En Recorrer esta distancia el poeta consigue de la piel del lenguaje lo oscuro que le permita penetrar hasta la empuñadura de sus usos, pues “lo verdadero, lo real, lo existente; el ser y la esencia, es uno y oscuro”, nos dice. ¿En este poema asistimos a un encantamiento del habla hurgando en sus presencias, en sus presentimientos: “más allá del más allá de todos los caminos, / en que trasciende el olor de este cuerpo”? Lo cierto y lo incierto es la necesidad del poeta por asirse en la distancia como quien acontece en medio de una ecuación metafísica.

En este poema, en el suceder de sus imágenes, queda la sensación de una multitud de máscaras que no poseen ningún rostro, que sólo cubren el recorrido apropiándose de la distancia. Máscaras desvaneciendo lo concreto, signando ruidos del mundo, conociendo los olores del abismo, “el aire” cuando “es devorado por la oscuridad”, máscaras aprehendiendo las sombras de aire y de agua en el carnaval de olvidos convocados en el poema.

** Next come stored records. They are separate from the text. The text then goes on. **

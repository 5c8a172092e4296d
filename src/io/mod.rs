pub mod reader;
pub mod walker;
pub mod writer;

pub use reader::{read_text_lossy, ReadOutcome};
pub use walker::FileWalker;
pub use writer::write_text_atomic;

Empero, la voz del poeta en Recorrer esta distancia también asume y comunica el poder de rasgar las costras del abismo hasta el hallazgo del súbito instante donde la vida se revela:

 

En la mesa,

en la casa.

En la orilla del río.

En la humedad del ambiente.

En el calor del verano, en el frío del invierno, en la luz de la primavera

-en un abrir y cerrar de ojos.

Rasgando el horizonte o sepultándose en el abismo,

Aparece y desaparece la verdadera vida.

 

Aquí es necesario anotar que en la poesía escrita en Hispanoamérica en el siglo XX, la obra poética de Jaime Sáenz se distingue por su aventura metafísica y por la manera como él lleva al poema los interrogantes y ámbitos que esta le entregó. Maneras suyas muy diferentes al ejercicio practicado hoy día en Occidente y que consiste en convertir el cuerpo del poema en zona para reproducir un discurso filosófico, ejercicio que distorsiona el origen mismo de la poesía cuyo lenguaje surge del súbito cognoscitivo de la vida, no de una disertación cercana a la misma.